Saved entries
==============================

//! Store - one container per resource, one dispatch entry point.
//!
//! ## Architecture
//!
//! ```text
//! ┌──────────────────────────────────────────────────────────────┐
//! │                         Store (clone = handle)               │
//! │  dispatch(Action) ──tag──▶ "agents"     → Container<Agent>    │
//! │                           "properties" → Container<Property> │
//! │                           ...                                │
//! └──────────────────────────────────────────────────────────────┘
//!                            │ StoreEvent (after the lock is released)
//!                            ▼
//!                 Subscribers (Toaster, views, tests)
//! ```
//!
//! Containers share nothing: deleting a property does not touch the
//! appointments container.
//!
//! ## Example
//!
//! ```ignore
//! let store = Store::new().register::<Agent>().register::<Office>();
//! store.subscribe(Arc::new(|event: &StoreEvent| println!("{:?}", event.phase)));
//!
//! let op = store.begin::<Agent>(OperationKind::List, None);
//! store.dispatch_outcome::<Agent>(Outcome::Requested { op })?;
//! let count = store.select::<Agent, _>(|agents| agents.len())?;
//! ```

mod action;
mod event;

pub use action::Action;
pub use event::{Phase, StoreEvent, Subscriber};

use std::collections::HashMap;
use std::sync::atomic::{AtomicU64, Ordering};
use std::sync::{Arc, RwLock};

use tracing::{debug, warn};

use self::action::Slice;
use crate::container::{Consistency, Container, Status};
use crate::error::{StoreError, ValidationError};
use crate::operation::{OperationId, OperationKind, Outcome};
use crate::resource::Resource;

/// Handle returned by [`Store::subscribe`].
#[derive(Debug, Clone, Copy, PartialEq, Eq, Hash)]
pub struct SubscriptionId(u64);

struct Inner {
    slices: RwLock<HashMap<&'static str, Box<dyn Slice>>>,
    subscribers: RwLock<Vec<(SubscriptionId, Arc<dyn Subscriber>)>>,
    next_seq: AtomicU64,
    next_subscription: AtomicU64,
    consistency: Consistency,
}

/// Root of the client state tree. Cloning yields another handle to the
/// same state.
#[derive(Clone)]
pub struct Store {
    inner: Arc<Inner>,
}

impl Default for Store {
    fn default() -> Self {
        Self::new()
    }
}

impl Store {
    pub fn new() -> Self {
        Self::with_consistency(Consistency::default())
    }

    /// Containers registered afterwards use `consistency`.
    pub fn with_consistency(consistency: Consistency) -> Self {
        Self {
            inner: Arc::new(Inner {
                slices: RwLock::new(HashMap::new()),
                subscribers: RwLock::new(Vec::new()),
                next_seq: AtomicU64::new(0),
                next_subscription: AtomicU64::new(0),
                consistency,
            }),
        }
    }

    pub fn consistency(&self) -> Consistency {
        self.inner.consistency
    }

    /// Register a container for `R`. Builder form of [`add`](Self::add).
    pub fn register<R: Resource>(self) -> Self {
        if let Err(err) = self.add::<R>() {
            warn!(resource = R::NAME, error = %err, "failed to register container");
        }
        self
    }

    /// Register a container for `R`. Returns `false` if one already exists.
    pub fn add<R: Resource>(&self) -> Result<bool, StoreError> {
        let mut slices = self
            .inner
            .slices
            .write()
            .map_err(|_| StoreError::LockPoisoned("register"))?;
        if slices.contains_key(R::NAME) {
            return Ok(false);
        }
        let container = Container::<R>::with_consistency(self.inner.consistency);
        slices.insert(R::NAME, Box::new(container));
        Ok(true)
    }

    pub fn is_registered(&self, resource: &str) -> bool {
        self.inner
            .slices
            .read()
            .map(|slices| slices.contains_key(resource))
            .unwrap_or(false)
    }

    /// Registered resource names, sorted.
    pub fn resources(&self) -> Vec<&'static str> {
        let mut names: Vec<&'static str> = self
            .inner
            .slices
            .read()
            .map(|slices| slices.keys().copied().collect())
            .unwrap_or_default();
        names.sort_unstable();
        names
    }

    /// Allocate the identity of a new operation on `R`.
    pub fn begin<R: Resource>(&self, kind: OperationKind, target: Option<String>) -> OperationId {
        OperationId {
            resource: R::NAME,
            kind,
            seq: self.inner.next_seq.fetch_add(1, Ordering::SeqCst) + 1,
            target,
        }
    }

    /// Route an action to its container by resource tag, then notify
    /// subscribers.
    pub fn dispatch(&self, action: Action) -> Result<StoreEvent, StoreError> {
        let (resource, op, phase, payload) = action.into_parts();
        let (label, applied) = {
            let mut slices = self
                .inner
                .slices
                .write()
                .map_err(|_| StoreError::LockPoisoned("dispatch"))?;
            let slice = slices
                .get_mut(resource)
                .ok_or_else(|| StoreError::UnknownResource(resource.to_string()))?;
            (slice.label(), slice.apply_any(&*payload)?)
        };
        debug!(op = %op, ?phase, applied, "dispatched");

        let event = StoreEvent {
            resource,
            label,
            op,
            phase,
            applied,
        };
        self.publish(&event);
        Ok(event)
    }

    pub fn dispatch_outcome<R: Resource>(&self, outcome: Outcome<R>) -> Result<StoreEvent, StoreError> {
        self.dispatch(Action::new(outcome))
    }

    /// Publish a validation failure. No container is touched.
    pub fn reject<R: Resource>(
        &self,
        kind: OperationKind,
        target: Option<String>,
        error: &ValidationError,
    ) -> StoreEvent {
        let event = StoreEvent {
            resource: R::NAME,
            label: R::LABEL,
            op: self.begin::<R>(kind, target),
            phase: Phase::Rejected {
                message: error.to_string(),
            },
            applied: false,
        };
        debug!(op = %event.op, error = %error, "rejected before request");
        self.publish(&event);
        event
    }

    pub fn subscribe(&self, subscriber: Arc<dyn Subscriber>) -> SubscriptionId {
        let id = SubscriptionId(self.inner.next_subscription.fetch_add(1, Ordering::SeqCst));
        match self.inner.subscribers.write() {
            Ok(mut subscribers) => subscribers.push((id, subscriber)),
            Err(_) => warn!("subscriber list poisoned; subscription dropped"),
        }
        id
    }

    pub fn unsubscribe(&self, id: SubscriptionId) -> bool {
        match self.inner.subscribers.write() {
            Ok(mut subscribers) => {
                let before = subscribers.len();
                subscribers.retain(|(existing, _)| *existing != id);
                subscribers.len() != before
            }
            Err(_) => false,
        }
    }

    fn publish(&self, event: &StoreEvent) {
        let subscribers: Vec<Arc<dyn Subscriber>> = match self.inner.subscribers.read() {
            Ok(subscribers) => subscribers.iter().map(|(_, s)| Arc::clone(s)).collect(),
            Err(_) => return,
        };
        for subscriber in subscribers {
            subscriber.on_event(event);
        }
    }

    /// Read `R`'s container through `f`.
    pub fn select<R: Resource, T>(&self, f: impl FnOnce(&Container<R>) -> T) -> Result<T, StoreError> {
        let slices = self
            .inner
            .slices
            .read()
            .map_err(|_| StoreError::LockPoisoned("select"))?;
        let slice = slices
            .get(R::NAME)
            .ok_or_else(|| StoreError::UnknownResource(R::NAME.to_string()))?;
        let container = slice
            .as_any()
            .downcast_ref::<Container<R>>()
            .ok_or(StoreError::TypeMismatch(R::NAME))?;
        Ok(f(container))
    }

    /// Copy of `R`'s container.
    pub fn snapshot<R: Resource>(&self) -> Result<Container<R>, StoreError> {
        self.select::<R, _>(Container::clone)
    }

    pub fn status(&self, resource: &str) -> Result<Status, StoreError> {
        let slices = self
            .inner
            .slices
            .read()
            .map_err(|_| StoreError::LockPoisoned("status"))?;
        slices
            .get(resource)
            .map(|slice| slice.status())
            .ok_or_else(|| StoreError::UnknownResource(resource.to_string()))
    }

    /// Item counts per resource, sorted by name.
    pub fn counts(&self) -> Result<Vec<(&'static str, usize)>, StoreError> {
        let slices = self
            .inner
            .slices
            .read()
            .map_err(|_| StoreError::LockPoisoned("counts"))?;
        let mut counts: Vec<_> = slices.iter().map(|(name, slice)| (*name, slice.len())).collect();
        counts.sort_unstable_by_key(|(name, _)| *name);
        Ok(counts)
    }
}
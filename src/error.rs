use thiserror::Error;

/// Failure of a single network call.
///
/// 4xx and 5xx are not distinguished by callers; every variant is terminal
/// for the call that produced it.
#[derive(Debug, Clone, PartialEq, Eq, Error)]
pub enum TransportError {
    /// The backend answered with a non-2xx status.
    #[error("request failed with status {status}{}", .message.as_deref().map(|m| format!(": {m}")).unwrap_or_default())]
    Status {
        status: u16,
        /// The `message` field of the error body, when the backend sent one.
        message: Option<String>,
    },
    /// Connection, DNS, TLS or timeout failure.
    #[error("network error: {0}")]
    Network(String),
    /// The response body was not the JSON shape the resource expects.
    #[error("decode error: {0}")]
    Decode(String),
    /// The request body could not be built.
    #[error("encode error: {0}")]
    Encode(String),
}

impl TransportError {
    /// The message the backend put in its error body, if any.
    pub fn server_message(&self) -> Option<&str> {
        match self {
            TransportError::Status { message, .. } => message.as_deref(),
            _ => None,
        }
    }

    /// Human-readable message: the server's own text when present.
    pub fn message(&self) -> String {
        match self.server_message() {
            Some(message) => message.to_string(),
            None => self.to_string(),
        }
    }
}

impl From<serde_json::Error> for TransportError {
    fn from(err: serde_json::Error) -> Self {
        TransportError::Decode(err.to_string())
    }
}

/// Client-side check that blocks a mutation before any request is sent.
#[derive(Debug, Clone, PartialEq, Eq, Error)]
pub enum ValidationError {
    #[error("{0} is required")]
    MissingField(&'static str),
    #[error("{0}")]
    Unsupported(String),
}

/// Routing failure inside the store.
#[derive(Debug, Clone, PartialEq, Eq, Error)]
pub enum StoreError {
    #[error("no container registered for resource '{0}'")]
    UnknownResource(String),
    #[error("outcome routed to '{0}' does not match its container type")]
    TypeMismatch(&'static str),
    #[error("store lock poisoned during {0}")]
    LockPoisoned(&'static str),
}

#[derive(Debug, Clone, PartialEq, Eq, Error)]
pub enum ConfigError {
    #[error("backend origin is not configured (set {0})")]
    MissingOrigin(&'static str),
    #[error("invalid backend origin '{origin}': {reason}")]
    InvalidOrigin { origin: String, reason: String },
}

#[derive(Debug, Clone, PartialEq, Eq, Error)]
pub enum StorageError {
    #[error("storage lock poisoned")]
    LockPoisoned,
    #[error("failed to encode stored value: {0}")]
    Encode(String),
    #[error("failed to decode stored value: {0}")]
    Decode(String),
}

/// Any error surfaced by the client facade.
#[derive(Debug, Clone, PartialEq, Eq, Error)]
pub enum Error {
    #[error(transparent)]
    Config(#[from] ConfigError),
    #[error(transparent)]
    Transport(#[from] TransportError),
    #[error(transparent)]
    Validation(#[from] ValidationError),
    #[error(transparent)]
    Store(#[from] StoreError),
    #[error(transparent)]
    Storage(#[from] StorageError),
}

==============================

**Exercise aim:**
All that is wanted is the stretch of lines above from the one containing "names.sort_unstable();" through the one containing "let (resource, op, phase, payload)", duplicated exactly.

**Written solution:**
        names.sort_unstable();
        names
    }

    /// Allocate the identity of a new operation on `R`.
    pub fn begin<R: Resource>(&self, kind: OperationKind, target: Option<String>) -> OperationId {
        OperationId {
            resource: R::NAME,
            kind,
            seq: self.inner.next_seq.fetch_add(1, Ordering::SeqCst) + 1,
            target,
        }
    }

    /// Route an action to its container by resource tag, then notify
    /// subscribers.
    pub fn dispatch(&self, action: Action) -> Result<StoreEvent, StoreError> {
        let (resource, op, phase, payload) = action.into_parts();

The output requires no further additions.